An expert on the TV Antiques Road Show might have been ecstatic but I was in some
dismay, and took the old Undang back into the kitchen, where the cooks were preparing
bakemeats for the bunfight to follow the ceremony, and we lit his lamp and did a dummy run.
It was awful. Getting the seal blacked, for each impression, was messy, took time and
produced a very blurred outline. At the ceremony copies for sealing would be coming down
the table at speed, like a game of 'pass the parcel'. In despair I borrowed an ink pad from
one of the other Undang, and tried the Johol seal with that. The result was at least no more
of a smudge than resulted from the use of lamp black, and it was much more expeditious.
So we went back to the dining room where royal rulers and their attendant dignitaries had
now gathered, resplendent in Malay national dress of brightly coloured silk and satin. The
sealing began and the Negri Sembilan team did its part without a hitch, or delay. No one
commented on the imperfect Johol seal impression. I could not bear to think what the
assembled Rulers' reaction would have been if we had set the Johol lamp alight on the table
and blacked the seal with it.

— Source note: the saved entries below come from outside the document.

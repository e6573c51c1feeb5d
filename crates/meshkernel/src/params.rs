//! Flat configuration records passed by value to kernel operations.
//!
//! Defaults follow the kernel's documented defaults. Each record converts to
//! its `#[repr(C)]` twin at the call site; the records themselves own no
//! resources.

use meshkernel_sys::{
    CurvilinearParametersNative, InterpolationParametersNative, MakeGridParametersNative,
    OrthogonalizationParametersNative, SamplesRefineParametersNative,
    SplinesToCurvilinearParametersNative,
};
use serde::{Deserialize, Serialize};

/// Shape of a uniform rectangular grid.
#[derive(Debug, Clone, Copy, PartialEq, Serialize, Deserialize)]
pub struct MakeGridParameters {
    /// Number of cell columns.
    pub num_columns: i32,
    /// Number of cell rows.
    pub num_rows: i32,
    /// Rotation angle of the grid, in degrees.
    pub angle: f64,
    pub origin_x: f64,
    pub origin_y: f64,
    /// Cell size along the x axis.
    pub block_size_x: f64,
    /// Cell size along the y axis.
    pub block_size_y: f64,
}

impl Default for MakeGridParameters {
    fn default() -> Self {
        Self {
            num_columns: 3,
            num_rows: 3,
            angle: 0.0,
            origin_x: 0.0,
            origin_y: 0.0,
            block_size_x: 10.0,
            block_size_y: 10.0,
        }
    }
}

impl MakeGridParameters {
    /// Grid of `num_columns` by `num_rows` square cells of size `block_size`
    /// anchored at the origin.
    #[must_use]
    pub fn square_cells(num_columns: i32, num_rows: i32, block_size: f64) -> Self {
        Self {
            num_columns,
            num_rows,
            block_size_x: block_size,
            block_size_y: block_size,
            ..Self::default()
        }
    }

    pub(crate) fn to_native(self) -> MakeGridParametersNative {
        MakeGridParametersNative {
            num_columns: self.num_columns,
            num_rows: self.num_rows,
            angle: self.angle,
            origin_x: self.origin_x,
            origin_y: self.origin_y,
            block_size_x: self.block_size_x,
            block_size_y: self.block_size_y,
        }
    }
}

/// Orthogonalization tuning.
#[derive(Debug, Clone, Copy, PartialEq, Serialize, Deserialize)]
pub struct OrthogonalizationParameters {
    pub outer_iterations: i32,
    pub boundary_iterations: i32,
    pub inner_iterations: i32,
    /// Blend between orthogonalization (1.0) and smoothing (0.0).
    pub orthogonalization_to_smoothing_factor: f64,
}

impl Default for OrthogonalizationParameters {
    fn default() -> Self {
        Self {
            outer_iterations: 2,
            boundary_iterations: 25,
            inner_iterations: 25,
            orthogonalization_to_smoothing_factor: 0.975,
        }
    }
}

impl OrthogonalizationParameters {
    pub(crate) fn to_native(self) -> OrthogonalizationParametersNative {
        OrthogonalizationParametersNative {
            outer_iterations: self.outer_iterations,
            boundary_iterations: self.boundary_iterations,
            inner_iterations: self.inner_iterations,
            orthogonalization_to_smoothing_factor: self.orthogonalization_to_smoothing_factor,
        }
    }
}

/// Transfinite interpolation settings for spline-based curvilinear grids.
#[derive(Debug, Clone, Copy, PartialEq, Serialize, Deserialize)]
pub struct CurvilinearParameters {
    /// Refinement along the m (column) direction.
    pub m_refinement: i32,
    /// Refinement along the n (row) direction.
    pub n_refinement: i32,
    pub smoothing_iterations: i32,
    pub smoothing_parameter: f64,
    pub attraction_parameter: f64,
}

impl Default for CurvilinearParameters {
    fn default() -> Self {
        Self {
            m_refinement: 2000,
            n_refinement: 40,
            smoothing_iterations: 10,
            smoothing_parameter: 0.5,
            attraction_parameter: 0.0,
        }
    }
}

impl CurvilinearParameters {
    pub(crate) fn to_native(self) -> CurvilinearParametersNative {
        CurvilinearParametersNative {
            m_refinement: self.m_refinement,
            n_refinement: self.n_refinement,
            smoothing_iterations: self.smoothing_iterations,
            smoothing_parameter: self.smoothing_parameter,
            attraction_parameter: self.attraction_parameter,
        }
    }
}

/// Advancing-front settings for orthogonal grids grown from splines.
#[derive(Debug, Clone, Copy, PartialEq, Serialize, Deserialize)]
pub struct SplinesToCurvilinearParameters {
    pub aspect_ratio: f64,
    pub aspect_ratio_grow_factor: f64,
    pub average_width: f64,
    pub curvature_adapted_grid_spacing: bool,
    pub grow_grid_outside: bool,
    pub maximum_num_faces_in_uniform_part: i32,
    pub nodes_on_top_of_each_other_tolerance: f64,
    pub min_cosine_crossing_angles: f64,
    pub check_front_collisions: bool,
    pub remove_skinny_triangles: bool,
}

impl Default for SplinesToCurvilinearParameters {
    fn default() -> Self {
        Self {
            aspect_ratio: 0.1,
            aspect_ratio_grow_factor: 1.1,
            average_width: 500.0,
            curvature_adapted_grid_spacing: true,
            grow_grid_outside: true,
            maximum_num_faces_in_uniform_part: 5,
            nodes_on_top_of_each_other_tolerance: 1e-4,
            min_cosine_crossing_angles: 0.95,
            check_front_collisions: false,
            remove_skinny_triangles: false,
        }
    }
}

impl SplinesToCurvilinearParameters {
    pub(crate) fn to_native(self) -> SplinesToCurvilinearParametersNative {
        SplinesToCurvilinearParametersNative {
            aspect_ratio: self.aspect_ratio,
            aspect_ratio_grow_factor: self.aspect_ratio_grow_factor,
            average_width: self.average_width,
            curvature_adapted_grid_spacing: i32::from(self.curvature_adapted_grid_spacing),
            grow_grid_outside: i32::from(self.grow_grid_outside),
            maximum_num_faces_in_uniform_part: self.maximum_num_faces_in_uniform_part,
            nodes_on_top_of_each_other_tolerance: self.nodes_on_top_of_each_other_tolerance,
            min_cosine_crossing_angles: self.min_cosine_crossing_angles,
            check_front_collisions: i32::from(self.check_front_collisions),
            remove_skinny_triangles: i32::from(self.remove_skinny_triangles),
        }
    }
}

/// Sample interpolation settings used by refinement.
#[derive(Debug, Clone, Copy, PartialEq, Serialize, Deserialize)]
pub struct InterpolationParameters {
    pub interpolation_type: i32,
    pub averaging_method: i32,
    pub minimum_num_points: i32,
    pub relative_search_radius: f64,
    pub max_refinement_iterations: i32,
}

impl Default for InterpolationParameters {
    fn default() -> Self {
        Self {
            interpolation_type: 1,
            averaging_method: 1,
            minimum_num_points: 1,
            relative_search_radius: 1.01,
            max_refinement_iterations: 10,
        }
    }
}

impl InterpolationParameters {
    pub(crate) fn to_native(self) -> InterpolationParametersNative {
        InterpolationParametersNative {
            interpolation_type: self.interpolation_type,
            averaging_method: self.averaging_method,
            minimum_num_points: self.minimum_num_points,
            relative_search_radius: self.relative_search_radius,
            max_refinement_iterations: self.max_refinement_iterations,
        }
    }
}

/// Sample-set settings for refinement based on samples.
#[derive(Debug, Clone, Copy, PartialEq, Serialize, Deserialize)]
pub struct SamplesRefineParameters {
    pub sample_vector_dimension: i32,
    pub minimum_cell_size: f64,
    pub directional_refinement: bool,
    pub refinement_type: i32,
    pub connect_hanging_nodes: bool,
    pub account_for_samples_outside: bool,
}

impl Default for SamplesRefineParameters {
    fn default() -> Self {
        Self {
            sample_vector_dimension: 1,
            minimum_cell_size: 500.0,
            directional_refinement: false,
            refinement_type: 2,
            connect_hanging_nodes: true,
            account_for_samples_outside: false,
        }
    }
}

impl SamplesRefineParameters {
    pub(crate) fn to_native(self) -> SamplesRefineParametersNative {
        SamplesRefineParametersNative {
            sample_vector_dimension: self.sample_vector_dimension,
            minimum_cell_size: self.minimum_cell_size,
            directional_refinement: i32::from(self.directional_refinement),
            refinement_type: self.refinement_type,
            connect_hanging_nodes: i32::from(self.connect_hanging_nodes),
            account_for_samples_outside: i32::from(self.account_for_samples_outside),
        }
    }
}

A plane was waiting to take back to London HMG's copies of
the treaties - meeting that deadline was all that mattered. After it was over everyone had his
nice cup of tea and a sugary cake, and went his way. So the new federation was born.
Somewhere the Foreign Office presumably keeps all the treaties to which Britain has
been a party - in a warehouse in the back of beyond, I suppose. Fortunately no one has
any reason to look at the smudge (and of course the signature) that records the accession
of the ruling chief of Johol to the Federation of Malaya in 1948.